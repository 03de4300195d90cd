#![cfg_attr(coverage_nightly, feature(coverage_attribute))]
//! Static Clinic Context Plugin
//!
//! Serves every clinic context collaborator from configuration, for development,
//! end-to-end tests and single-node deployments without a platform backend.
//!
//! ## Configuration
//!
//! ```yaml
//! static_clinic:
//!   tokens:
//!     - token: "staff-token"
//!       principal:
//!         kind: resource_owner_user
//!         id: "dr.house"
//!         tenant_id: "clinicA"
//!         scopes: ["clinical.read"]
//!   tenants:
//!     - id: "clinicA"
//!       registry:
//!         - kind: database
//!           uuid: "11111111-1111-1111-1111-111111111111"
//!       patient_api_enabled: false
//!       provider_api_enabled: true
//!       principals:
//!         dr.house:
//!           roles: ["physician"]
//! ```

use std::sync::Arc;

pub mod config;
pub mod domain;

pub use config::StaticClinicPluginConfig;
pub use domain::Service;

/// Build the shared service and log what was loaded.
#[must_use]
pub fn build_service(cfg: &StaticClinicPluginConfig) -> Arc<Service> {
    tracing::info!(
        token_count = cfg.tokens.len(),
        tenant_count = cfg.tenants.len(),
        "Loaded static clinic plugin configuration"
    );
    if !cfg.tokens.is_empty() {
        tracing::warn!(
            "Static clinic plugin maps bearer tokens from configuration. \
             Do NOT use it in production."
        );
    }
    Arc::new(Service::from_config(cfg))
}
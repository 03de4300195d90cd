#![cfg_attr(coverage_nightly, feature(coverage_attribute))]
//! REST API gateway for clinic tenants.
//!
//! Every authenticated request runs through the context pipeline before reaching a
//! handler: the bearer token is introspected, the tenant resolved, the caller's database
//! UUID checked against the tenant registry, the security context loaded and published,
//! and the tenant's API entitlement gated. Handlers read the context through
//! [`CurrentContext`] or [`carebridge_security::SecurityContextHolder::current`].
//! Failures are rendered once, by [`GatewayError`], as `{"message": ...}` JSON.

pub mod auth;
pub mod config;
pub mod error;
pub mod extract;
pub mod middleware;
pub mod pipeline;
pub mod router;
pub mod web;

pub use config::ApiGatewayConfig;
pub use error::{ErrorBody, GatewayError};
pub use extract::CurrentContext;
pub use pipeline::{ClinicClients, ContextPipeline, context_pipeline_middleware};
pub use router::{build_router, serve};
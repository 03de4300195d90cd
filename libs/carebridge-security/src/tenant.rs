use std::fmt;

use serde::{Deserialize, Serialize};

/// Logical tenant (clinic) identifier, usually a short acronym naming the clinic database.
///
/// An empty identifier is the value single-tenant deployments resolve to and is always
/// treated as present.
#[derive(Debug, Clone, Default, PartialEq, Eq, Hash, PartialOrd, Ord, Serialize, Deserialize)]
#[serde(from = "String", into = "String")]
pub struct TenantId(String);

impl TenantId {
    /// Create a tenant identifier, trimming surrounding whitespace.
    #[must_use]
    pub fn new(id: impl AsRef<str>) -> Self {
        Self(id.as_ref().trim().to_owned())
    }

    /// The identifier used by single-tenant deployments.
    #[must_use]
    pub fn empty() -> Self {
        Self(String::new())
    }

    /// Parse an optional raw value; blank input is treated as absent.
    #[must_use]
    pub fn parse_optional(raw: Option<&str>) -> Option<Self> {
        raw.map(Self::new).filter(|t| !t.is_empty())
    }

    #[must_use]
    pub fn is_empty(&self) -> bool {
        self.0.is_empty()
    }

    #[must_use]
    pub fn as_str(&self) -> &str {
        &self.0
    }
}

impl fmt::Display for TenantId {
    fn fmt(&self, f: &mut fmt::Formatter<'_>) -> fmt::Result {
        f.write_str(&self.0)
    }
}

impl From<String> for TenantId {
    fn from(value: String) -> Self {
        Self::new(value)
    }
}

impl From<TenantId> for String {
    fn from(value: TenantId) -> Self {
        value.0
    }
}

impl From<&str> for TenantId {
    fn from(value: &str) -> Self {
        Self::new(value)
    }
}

============

HOW TO COMPLETE THIS TASK: After reading the material above, repeat all of it exactly.

RESPONSE:
repository 03de4300195d90cd
#![cfg_attr(coverage_nightly, feature(coverage_attribute))]
//! Static Clinic Context Plugin
//!
//! Serves every clinic context collaborator from configuration, for development,
//! end-to-end tests and single-node deployments without a platform backend.
//!
//! ## Configuration
//!
//! ```yaml
//! static_clinic:
//!   tokens:
//!     - token: "staff-token"
//!       principal:
//!         kind: resource_owner_user
//!         id: "dr.house"
//!         tenant_id: "clinicA"
//!         scopes: ["clinical.read"]
//!   tenants:
//!     - id: "clinicA"
//!       registry:
//!         - kind: database
//!           uuid: "11111111-1111-1111-1111-111111111111"
//!       patient_api_enabled: false
//!       provider_api_enabled: true
//!       principals:
//!         dr.house:
//!           roles: ["physician"]
//! ```

use std::sync::Arc;

pub mod config;
pub mod domain;

pub use config::StaticClinicPluginConfig;
pub use domain::Service;

/// Build the shared service and log what was loaded.
#[must_use]
pub fn build_service(cfg: &StaticClinicPluginConfig) -> Arc<Service> {
    tracing::info!(
        token_count = cfg.tokens.len(),
        tenant_count = cfg.tenants.len(),
        "Loaded static clinic plugin configuration"
    );
    if !cfg.tokens.is_empty() {
        tracing::warn!(
            "Static clinic plugin maps bearer tokens from configuration. \
             Do NOT use it in production."
        );
    }
    Arc::new(Service::from_config(cfg))
}
repository 03de4300195d90cd
#![cfg_attr(coverage_nightly, feature(coverage_attribute))]
//! REST API gateway for clinic tenants.
//!
//! Every authenticated request runs through the context pipeline before reaching a
//! handler: the bearer token is introspected, the tenant resolved, the caller's database
//! UUID checked against the tenant registry, the security context loaded and published,
//! and the tenant's API entitlement gated. Handlers read the context through
//! [`CurrentContext`] or [`carebridge_security::SecurityContextHolder::current`].
//! Failures are rendered once, by [`GatewayError`], as `{"message": ...}` JSON.

pub mod auth;
pub mod config;
pub mod error;
pub mod extract;
pub mod middleware;
pub mod pipeline;
pub mod router;
pub mod web;

pub use config::ApiGatewayConfig;
pub use error::{ErrorBody, GatewayError};
pub use extract::CurrentContext;
pub use pipeline::{ClinicClients, ContextPipeline, context_pipeline_middleware};
pub use router::{build_router, serve};
repository 03de4300195d90cd
filename libs/carebridge-security/src/tenant.rs
use std::fmt;

use serde::{Deserialize, Serialize};

/// Logical tenant (clinic) identifier, usually a short acronym naming the clinic database.
///
/// An empty identifier is the value single-tenant deployments resolve to and is always
/// treated as present.
#[derive(Debug, Clone, Default, PartialEq, Eq, Hash, PartialOrd, Ord, Serialize, Deserialize)]
#[serde(from = "String", into = "String")]
pub struct TenantId(String);

impl TenantId {
    /// Create a tenant identifier, trimming surrounding whitespace.
    #[must_use]
    pub fn new(id: impl AsRef<str>) -> Self {
        Self(id.as_ref().trim().to_owned())
    }

    /// The identifier used by single-tenant deployments.
    #[must_use]
    pub fn empty() -> Self {
        Self(String::new())
    }

    /// Parse an optional raw value; blank input is treated as absent.
    #[must_use]
    pub fn parse_optional(raw: Option<&str>) -> Option<Self> {
        raw.map(Self::new).filter(|t| !t.is_empty())
    }

    #[must_use]
    pub fn is_empty(&self) -> bool {
        self.0.is_empty()
    }

    #[must_use]
    pub fn as_str(&self) -> &str {
        &self.0
    }
}

impl fmt::Display for TenantId {
    fn fmt(&self, f: &mut fmt::Formatter<'_>) -> fmt::Result {
        f.write_str(&self.0)
    }
}

impl From<String> for TenantId {
    fn from(value: String) -> Self {
        Self::new(value)
    }
}

impl From<TenantId> for String {
    fn from(value: TenantId) -> Self {
        value.0
    }
}

impl From<&str> for TenantId {
    fn from(value: &str) -> Self {
        Self::new(value)
    }
}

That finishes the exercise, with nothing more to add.